--- INFORMATION SUPPLIED Enclosed Below ---

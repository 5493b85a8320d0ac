mod adapters;
mod application;
mod cli;
mod config;
mod lock_merge;
mod ports;
mod shared;

use adapters::outbound::console::StderrProgressReporter;
use adapters::outbound::filesystem::{FileProjectLock, FileSystemReader, FileSystemWriter};
use adapters::outbound::glide::{default_cache_root, GlideCli, DEFAULT_GLIDE_COMMAND};
use application::dto::{GetRequest, MergeRequest, DEFAULT_LOCKFILE_NAME};
use application::factories::{FormatterFactory, PresenterFactory, PresenterType};
use application::use_cases::{GetTransitiveUseCase, MergeLockfilesUseCase};
use cli::{dev_import_base_flag, Args, Command, GetArgs, LockMergeArgs};
use config::{discover_config, load_config_from_path, ConfigFile};
use owo_colors::OwoColorize;
use shared::error::{ExitCode, LockError};
use shared::Result;
use std::path::{Path, PathBuf};
use std::process;

fn main() {
    if let Err(e) = run() {
        eprintln!("\n{}\n", "❌ An error occurred:".red().bold());
        eprintln!("{}", e);

        // Display error chain
        for cause in e.chain().skip(1) {
            eprintln!("\n{} {}", "Caused by:".yellow(), cause);
        }

        eprintln!();
        process::exit(ExitCode::ApplicationError.as_i32());
    }
}

fn run() -> Result<()> {
    // Usage errors exit with code 2 inside clap
    let Args { config, command } = Args::parse_args();

    match command {
        Command::LockMerge(args) => run_lock_merge(config.as_deref(), args),
        Command::Get(args) => run_get(config.as_deref(), args),
    }
}

/// Loads the config file given with --config, or discovers one in `dir`
fn load_config(config_path: Option<&Path>, dir: &Path) -> Result<ConfigFile> {
    let config = match config_path {
        Some(path) => {
            let config = load_config_from_path(path)?;
            eprintln!("⚙️  Loaded config from: {}", path.display());
            config
        }
        None => match discover_config(dir)? {
            Some(config) => {
                eprintln!(
                    "⚙️  Loaded config from: {}",
                    dir.join(config::CONFIG_FILENAME).display()
                );
                config
            }
            None => ConfigFile::default(),
        },
    };
    Ok(config)
}

fn run_lock_merge(config_path: Option<&Path>, args: LockMergeArgs) -> Result<()> {
    let config = load_config(config_path, Path::new("."))?;

    // CLI flags take precedence over the config file
    let dev_import_base = dev_import_base_flag(args.legacy_dev_lookup)
        .or(config.dev_import_base()?)
        .unwrap_or_default();
    let format = args.format.or(config.format()?).unwrap_or_default();

    let use_case = MergeLockfilesUseCase::new(FileSystemReader::new(), StderrProgressReporter::new());
    let request = MergeRequest::new(args.base, args.override_lockfile)
        .with_dev_import_base(dev_import_base);
    let response = use_case.execute(request)?;

    let formatter = FormatterFactory::create(format);
    let formatted_output = formatter.format(&response.lockfile)?;

    let presenter = PresenterFactory::create(PresenterType::from_output(args.output));
    presenter.present(&formatted_output)?;

    Ok(())
}

fn run_get(config_path: Option<&Path>, args: GetArgs) -> Result<()> {
    let project_path = args.path.unwrap_or_else(|| PathBuf::from("."));
    validate_project_path(&project_path)?;

    let config = load_config(config_path, &project_path)?;

    let dev_import_base = dev_import_base_flag(args.legacy_dev_lookup)
        .or(config.dev_import_base()?)
        .unwrap_or_default();
    let lockfile_name = config
        .lock_file
        .clone()
        .unwrap_or_else(|| DEFAULT_LOCKFILE_NAME.to_string());
    let glide_command = config
        .glide_command
        .clone()
        .unwrap_or_else(|| DEFAULT_GLIDE_COMMAND.to_string());
    let cache_root = match config.cache_dir.clone().or_else(default_cache_root) {
        Some(cache_root) => cache_root,
        None => anyhow::bail!(
            "Could not locate the glide cache.\n\n\
             💡 Hint: Set GLIDE_HOME or cache_dir in {}",
            config::CONFIG_FILENAME
        ),
    };

    // Create adapters (Dependency Injection)
    let use_case = GetTransitiveUseCase::new(
        FileSystemReader::new(),
        FileSystemWriter::new(),
        GlideCli::new(glide_command.clone(), cache_root.clone()),
        GlideCli::new(glide_command, cache_root),
        FileProjectLock::new(),
        StderrProgressReporter::new(),
    );

    let request = GetRequest::new(project_path, args.dependency, args.interactive)
        .with_lockfile_name(lockfile_name)
        .with_dev_import_base(dev_import_base);

    use_case.execute(request)?;
    Ok(())
}

fn validate_project_path(path: &Path) -> Result<()> {
    if !path.exists() {
        return Err(LockError::InvalidProjectPath {
            path: path.to_path_buf(),
            reason: "Directory does not exist".to_string(),
        }
        .into());
    }

    // Security check: Reject symbolic links for project paths
    let metadata = std::fs::symlink_metadata(path).map_err(|e| LockError::InvalidProjectPath {
        path: path.to_path_buf(),
        reason: format!("Failed to read path metadata: {}", e),
    })?;

    if metadata.is_symlink() {
        return Err(LockError::InvalidProjectPath {
            path: path.to_path_buf(),
            reason: "Security: Project path is a symbolic link. For security reasons, symbolic links are not allowed.".to_string(),
        }
        .into());
    }

    if !path.is_dir() {
        return Err(LockError::InvalidProjectPath {
            path: path.to_path_buf(),
            reason: "Not a directory".to_string(),
        }
        .into());
    }

    Ok(())
}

--- End of Enclosed INFORMATION SUPPLIED ---

WORK REQUEST: Retype the entries exactly from the first line, stopping after the line with "use adapters::outbound::console::StderrProgressReporter;".

TASK OUTPUT:
repository 5493b85a8320d0ac
mod adapters;
mod application;
mod cli;
mod config;
mod lock_merge;
mod ports;
mod shared;

use adapters::outbound::console::StderrProgressReporter;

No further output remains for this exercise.